And that gives you a bit of an insight how we are managing this core business and where our focus is really winning this type of customers, and then increasing their yearly service revenues by adding additional CORBOX services. And with this basis, you have no cluster risk, no sector risk. So, even if we of course always see changes in economic environment in certain industries, we have such well-diversified customer base that this has nearly no effect on DATAGROUP. And that's also represented in our figures, and what I'd like to show you is going a bit more deeper in the revenue structure. And Oliver just explained the special effect we had on this EUR 500 million or nearly EUR 500 million revenue top line.

But as soon as you look below this top line, how this revenue is structured, you see there the growth in CORBOX core business I just described. And we made another good step, even in a weaker economic environment in this year, so increased our CORBOX revenues. So that's really the recurring revenue for the IT services year-on-year from EUR 319 million to EUR 340 million. And this pure CORBOX service revenues are quite stable basis as long as the company is working, they are purchasing these services. So there are not as project services where you can decide to spend less money in the next years because the economic environment is weaker.
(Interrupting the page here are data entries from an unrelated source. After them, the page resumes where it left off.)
//! Generic tool invoker and the continuation cursor protocol
//!
//! One invoker serves every registered endpoint: it validates parameters
//! against the endpoint descriptor, injects the bearer token and the
//! continuation cursor, performs exactly one transport call, and applies
//! the client-side row cap where the remote lacks native limiting.

use std::sync::Arc;

use serde_json::{Map, Value};
use tracing::{debug, warn};

use crate::broker::endpoints::{endpoint, EndpointDescriptor};
use crate::broker::transport::BrokerTransport;
use crate::error::{OrchestrationError, ToolError};
use crate::models::{AccessToken, ContinuationState, ToolRequest, ToolResult};
use crate::Result;

/// Client-side cap on unlimited row arrays. Bounds both the response size
/// and the downstream report context.
pub const ROW_CAP: usize = 10;

/// Upper bound on cursor-chain length, guarding against a remote that
/// always claims more data exists.
pub const MAX_CONTINUATION_PAGES: usize = 50;

pub struct ToolInvoker {
    transport: Arc<dyn BrokerTransport>,
}

impl ToolInvoker {
    pub fn new(transport: Arc<dyn BrokerTransport>) -> Self {
        Self { transport }
    }

    /// Perform a single call against one endpoint. Remote failures come back
    /// as `ToolResult::Failure`; only an unregistered opcode is an error at
    /// this level.
    pub async fn invoke(
        &self,
        endpoint_id: &str,
        parameters: Map<String, Value>,
        token: Option<&AccessToken>,
        continuation: Option<&ContinuationState>,
    ) -> Result<ToolResult> {
        let descriptor = endpoint(endpoint_id)
            .ok_or_else(|| OrchestrationError::UnknownEndpoint(endpoint_id.to_string()))?;

        if let Some(missing) = first_missing_parameter(descriptor, &parameters) {
            return Ok(ToolResult::Failure {
                error: ToolError::MissingParameter(format!("{endpoint_id}: {missing}")),
            });
        }

        let mut request = ToolRequest::new(endpoint_id, parameters);
        if let Some(state) = continuation {
            if let Some(next_key) = &state.next_key {
                request = request.with_continuation(next_key);
            }
        }

        let result = self.transport.call(descriptor, &request, token).await;

        Ok(match result {
            ToolResult::Success {
                mut payload,
                continuation,
            } => {
                apply_row_cap(descriptor, &mut payload);
                ToolResult::Success {
                    payload,
                    continuation,
                }
            }
            failure => failure,
        })
    }

    /// Fetch the full result set for one endpoint under the continuation
    /// protocol: pages are requested strictly sequentially, each carrying
    /// the previous page's `next-key`, and their row arrays are concatenated
    /// in arrival order. Page boundaries are assumed disjoint by the remote
    /// contract; duplicates are accepted as-is.
    pub async fn invoke_all_pages(
        &self,
        endpoint_id: &str,
        parameters: Map<String, Value>,
        token: Option<&AccessToken>,
    ) -> Result<ToolResult> {
        let descriptor = endpoint(endpoint_id)
            .ok_or_else(|| OrchestrationError::UnknownEndpoint(endpoint_id.to_string()))?;

        let mut merged: Option<Map<String, Value>> = None;
        let mut state = ContinuationState::exhausted();

        for page in 1..=MAX_CONTINUATION_PAGES {
            let continuation = if page == 1 { None } else { Some(&state) };
            let result = self
                .invoke(endpoint_id, parameters.clone(), token, continuation)
                .await?;

            let (payload, continuation) = match result {
                ToolResult::Success {
                    payload,
                    continuation,
                } => (payload, continuation),
                failure => return Ok(failure),
            };

            debug!(
                endpoint = endpoint_id,
                page,
                has_more = continuation.has_more,
                "Fetched page"
            );

            merged = Some(match merged.take() {
                None => payload,
                Some(mut acc) => {
                    append_rows(descriptor, &mut acc, payload);
                    acc
                }
            });

            if !continuation.has_more || continuation.next_key.is_none() {
                state = ContinuationState::exhausted();
                break;
            }

            if page == MAX_CONTINUATION_PAGES {
                warn!(
                    endpoint = endpoint_id,
                    pages = MAX_CONTINUATION_PAGES,
                    "Continuation bound reached; returning partial result set"
                );
            }
            state = continuation;
        }

        Ok(ToolResult::Success {
            payload: merged.unwrap_or_default(),
            continuation: ContinuationState::exhausted(),
        })
    }
}

fn first_missing_parameter(
    descriptor: &EndpointDescriptor,
    parameters: &Map<String, Value>,
) -> Option<&'static str> {
    descriptor
        .required
        .iter()
        .find(|name| !parameters.contains_key(**name))
        .copied()
}

/// Truncate the endpoint's unlimited row array to the first `ROW_CAP`
/// entries, annotating the payload so callers can see truncation occurred.
/// `total_count` reports the truncated length, matching the upstream
/// system byte-for-byte (see DESIGN.md: latent-bug preservation).
fn apply_row_cap(descriptor: &EndpointDescriptor, payload: &mut Map<String, Value>) {
    if !descriptor.cap_rows {
        return;
    }
    let Some(field) = descriptor.rows_field else {
        return;
    };
    let Some(Value::Array(rows)) = payload.get_mut(field) else {
        return;
    };

    rows.truncate(ROW_CAP);
    let truncated_len = rows.len();

    payload.insert("limited_to".to_string(), Value::from(ROW_CAP));
    payload.insert("total_count".to_string(), Value::from(truncated_len));
}

/// Concatenate a follow-up page's rows onto the merged payload, preserving
/// arrival order. Scalar fields keep their first-page values.
fn append_rows(
    descriptor: &EndpointDescriptor,
    merged: &mut Map<String, Value>,
    mut page: Map<String, Value>,
) {
    let Some(field) = descriptor.rows_field else {
        return;
    };
    let Some(Value::Array(new_rows)) = page.remove(field) else {
        return;
    };

    match merged.get_mut(field) {
        Some(Value::Array(rows)) => rows.extend(new_rows),
        _ => {
            merged.insert(field.to_string(), Value::Array(new_rows));
        }
    }
}

#[cfg(test)]
mod tests {
    use super::*;
    use async_trait::async_trait;
    use serde_json::json;
    use std::sync::Mutex;

    /// Scripted transport: pops pre-canned results and records every
    /// request it sees.
    struct FakeTransport {
        script: Mutex<Vec<ToolResult>>,
        seen: Mutex<Vec<ToolRequest>>,
    }

    impl FakeTransport {
        fn new(mut pages: Vec<ToolResult>) -> Self {
            pages.reverse();
            Self {
                script: Mutex::new(pages),
                seen: Mutex::new(Vec::new()),
            }
        }

        fn requests(&self) -> Vec<ToolRequest> {
            self.seen.lock().unwrap().clone()
        }
    }

    #[async_trait]
    impl BrokerTransport for FakeTransport {
        async fn call(
            &self,
            _descriptor: &EndpointDescriptor,
            request: &ToolRequest,
            _token: Option<&AccessToken>,
        ) -> ToolResult {
            self.seen.lock().unwrap().push(request.clone());
            self.script.lock().unwrap().pop().unwrap_or_else(|| {
                // Script exhausted: report an exhausted empty page.
                ToolResult::Success {
                    payload: Map::new(),
                    continuation: ContinuationState::exhausted(),
                }
            })
        }
    }

    fn page(rows: Vec<Value>, has_more: bool, next_key: Option<&str>) -> ToolResult {
        let mut payload = Map::new();
        payload.insert("trde_qty_sdnin".to_string(), Value::Array(rows));
        ToolResult::Success {
            payload,
            continuation: ContinuationState {
                has_more,
                next_key: next_key.map(|k| k.to_string()),
            },
        }
    }

    fn surge_params() -> Map<String, Value> {
        let value = json!({
            "mrkt_tp": "000",
            "sort_tp": "1",
            "tm_tp": "2",
            "trde_qty_tp": "5",
            "stk_cnd": "0",
            "pric_tp": "0",
            "stex_tp": "3",
        });
        match value {
            Value::Object(map) => map,
            _ => unreachable!(),
        }
    }

    fn rows(n: usize) -> Vec<Value> {
        (0..n).map(|i| json!({"stk_cd": format!("{i:06}")})).collect()
    }

    #[tokio::test]
    async fn missing_required_parameter_fails_without_a_call() {
        let transport = Arc::new(FakeTransport::new(vec![]));
        let invoker = ToolInvoker::new(transport.clone());

        let result = invoker
            .invoke("ka10023", Map::new(), None, None)
            .await
            .expect("known endpoint");

        match result {
            ToolResult::Failure { error } => {
                assert!(matches!(error, ToolError::MissingParameter(_)));
            }
            _ => panic!("expected failure"),
        }
        assert!(transport.requests().is_empty());
    }

    #[tokio::test]
    async fn unknown_endpoint_is_an_error() {
        let invoker = ToolInvoker::new(Arc::new(FakeTransport::new(vec![])));
        let err = invoker
            .invoke("zz99999", Map::new(), None, None)
            .await
            .expect_err("unregistered opcode");
        assert!(matches!(err, OrchestrationError::UnknownEndpoint(_)));
    }

    #[tokio::test]
    async fn unlimited_array_is_capped_with_metadata() {
        let transport = Arc::new(FakeTransport::new(vec![page(rows(37), false, None)]));
        let invoker = ToolInvoker::new(transport);

        let result = invoker
            .invoke("ka10023", surge_params(), None, None)
            .await
            .expect("ok");

        match result {
            ToolResult::Success { payload, .. } => {
                let capped = payload["trde_qty_sdnin"].as_array().expect("array");
                assert_eq!(capped.len(), 10);
                assert_eq!(payload["limited_to"], json!(10));
                // total_count reports the truncated slice length.
                assert_eq!(payload["total_count"], json!(10));
            }
            _ => panic!("expected success"),
        }
    }

    #[tokio::test]
    async fn exhausted_first_page_terminates_in_one_call() {
        let transport = Arc::new(FakeTransport::new(vec![page(rows(3), false, None)]));
        let invoker = ToolInvoker::new(transport.clone());

        let result = invoker
            .invoke_all_pages("ka10023", surge_params(), None)
            .await
            .expect("ok");

        assert!(result.is_success());
        assert_eq!(transport.requests().len(), 1);
    }

    #[tokio::test]
    async fn next_key_is_carried_into_exactly_one_more_call() {
        let transport = Arc::new(FakeTransport::new(vec![
            page(rows(3), true, Some("page-2")),
            page(rows(2), false, None),
        ]));
        let invoker = ToolInvoker::new(transport.clone());

        let result = invoker
            .invoke_all_pages("ka10023", surge_params(), None)
            .await
            .expect("ok");

        let requests = transport.requests();
        assert_eq!(requests.len(), 2);
        assert!(!requests[0].continuation_flag);
        assert!(requests[1].continuation_flag);
        assert_eq!(requests[1].continuation_token.as_deref(), Some("page-2"));

        // Pages concatenated in arrival order: 3 rows then 2.
        match result {
            ToolResult::Success { payload, .. } => {
                assert_eq!(payload["trde_qty_sdnin"].as_array().unwrap().len(), 5);
            }
            _ => panic!("expected success"),
        }
    }

    #[tokio::test]
    async fn misbehaving_remote_is_bounded() {
        // Every page claims more data exists; the chain must stop at the
        // configured bound.
        let pages: Vec<ToolResult> = (0..100)
            .map(|i| page(rows(1), true, Some(&format!("k{i}"))))
            .collect();
        let transport = Arc::new(FakeTransport::new(pages));
        let invoker = ToolInvoker::new(transport.clone());

        let result = invoker
            .invoke_all_pages("ka10023", surge_params(), None)
            .await
            .expect("ok");

        assert!(result.is_success());
        assert_eq!(transport.requests().len(), MAX_CONTINUATION_PAGES);
    }

    #[tokio::test]
    async fn mid_chain_failure_is_returned_as_value() {
        let transport = Arc::new(FakeTransport::new(vec![
            page(rows(3), true, Some("page-2")),
            ToolResult::Failure {
                error: ToolError::TransportFailure("boom".to_string()),
            },
        ]));
        let invoker = ToolInvoker::new(transport);

        let result = invoker
            .invoke_all_pages("ka10023", surge_params(), None)
            .await
            .expect("ok");

        assert!(!result.is_success());
    }
}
The running business to run your IT, you have to continue, and that's why this part of IT service is very stable, even if it might be a bit boring sometimes, but it's a very, very stable business because companies have to continue doing this business and purchasing these services no matter how the environment is developing. On top of this run rate in this EUR 340 million, we have also in this year, another EUR 42 million CORBOX related services. So what's important to understand, as soon as you have these customers, they are more or less needed, that they have to acquire certain projects with DATAGROUP as we are running the systems in the daily run services, they are also purchasing related projects from us.

So that's another very sticky parts of business as IT is never stopping, and, it's always changing year-over-year. You have, at least from a, from a regulative and fiscal point of view, you have also, always have to change some things, and that also gives us a quite stable and continuous revenue stream with these CORBOX related projects with, CORBOX customers. And overall, we so increase this CORBOX business, which we are counting, on a very detailed level, continuously year-over-year from, a totally 359 last year to now 382. That means a 6% growth. That's a bit stronger than the, the IT market is growth.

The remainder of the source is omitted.